• [What needs to be done]:
Look through the entries below and count the lines with "TlsAcceptor" in them; the reply is the number alone.
═══
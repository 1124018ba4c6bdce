//! Scripted HTTP servers for client tests.

#![allow(dead_code)]

use bytes::Bytes;
use http::{HeaderMap, Request, Response, StatusCode};
use http_body_util::Full;
use hyper::body::Incoming;
use hyper::server::conn::http1;
use hyper::service::service_fn;
use hyper_util::rt::TokioIo;
use std::convert::Infallible;
use std::net::SocketAddr;
use std::sync::atomic::{AtomicUsize, Ordering};
use std::sync::{Arc, Mutex};
use std::time::Duration;
use tokio::net::TcpListener;
use tokio_rustls::TlsAcceptor;

/// Answers with a fixed sequence of statuses; the last one repeats.
pub struct Script {
    statuses: Vec<u16>,
    delay: Option<Duration>,
    hits: AtomicUsize,
    seen: Mutex<Vec<HeaderMap>>,
}

impl Script {
    pub fn hits(&self) -> usize {
        self.hits.load(Ordering::SeqCst)
    }

    /// Headers of every request received, in order.
    pub fn seen(&self) -> Vec<HeaderMap> {
        self.seen.lock().unwrap().clone()
    }

    async fn respond(&self, request: Request<Incoming>) -> Response<Full<Bytes>> {
        let n = self.hits.fetch_add(1, Ordering::SeqCst);
        self.seen.lock().unwrap().push(request.headers().clone());
        if let Some(delay) = self.delay {
            tokio::time::sleep(delay).await;
        }
        let status = self.statuses[n.min(self.statuses.len() - 1)];
        Response::builder()
            .status(StatusCode::from_u16(status).unwrap())
            .body(Full::new(Bytes::from(format!("status {status}"))))
            .unwrap()
    }
}

pub struct TestServer {
    pub addr: SocketAddr,
    pub script: Arc<Script>,
}

impl TestServer {
    pub fn url(&self, path: &str) -> String {
        format!("http://{}{path}", self.addr)
    }

    pub fn https_url(&self, path: &str) -> String {
        format!("https://{}{path}", self.addr)
    }
}

/// Starts a plain HTTP server answering with `statuses`.
pub async fn serve(statuses: &[u16]) -> TestServer {
    start(statuses, None, None).await
}

/// Starts a server whose every answer takes `delay`.
pub async fn serve_slow(delay: Duration) -> TestServer {
    start(&[200], Some(delay), None).await
}

/// Starts an HTTPS server answering `200`.
pub async fn serve_tls(acceptor: TlsAcceptor) -> TestServer {
    start(&[200], None, Some(acceptor)).await
}

async fn start(statuses: &[u16], delay: Option<Duration>, tls: Option<TlsAcceptor>) -> TestServer {
    let listener = TcpListener::bind("127.0.0.1:0").await.unwrap();
    let addr = listener.local_addr().unwrap();
    let script = Arc::new(Script {
        statuses: statuses.to_vec(),
        delay,
        hits: AtomicUsize::new(0),
        seen: Mutex::new(Vec::new()),
    });

    let shared = script.clone();
    tokio::spawn(async move {
        while let Ok((stream, _)) = listener.accept().await {
            let script = shared.clone();
            let tls = tls.clone();
            tokio::spawn(async move {
                let service = service_fn(move |request: Request<Incoming>| {
                    let script = script.clone();
                    async move { Ok::<_, Infallible>(script.respond(request).await) }
                });
                match tls {
                    Some(acceptor) => {
                        if let Ok(stream) = acceptor.accept(stream).await {
                            let _ = http1::Builder::new()
                                .serve_connection(TokioIo::new(stream), service)
                                .await;
                        }
                    }
                    None => {
                        let _ = http1::Builder::new()
                            .serve_connection(TokioIo::new(stream), service)
                            .await;
                    }
                }
            });
        }
    });

    TestServer { addr, script }
}

/// An address nothing listens on.
pub async fn closed_port() -> SocketAddr {
    let listener = TcpListener::bind("127.0.0.1:0").await.unwrap();
    listener.local_addr().unwrap()
}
═══
• [Answer to this task]:
3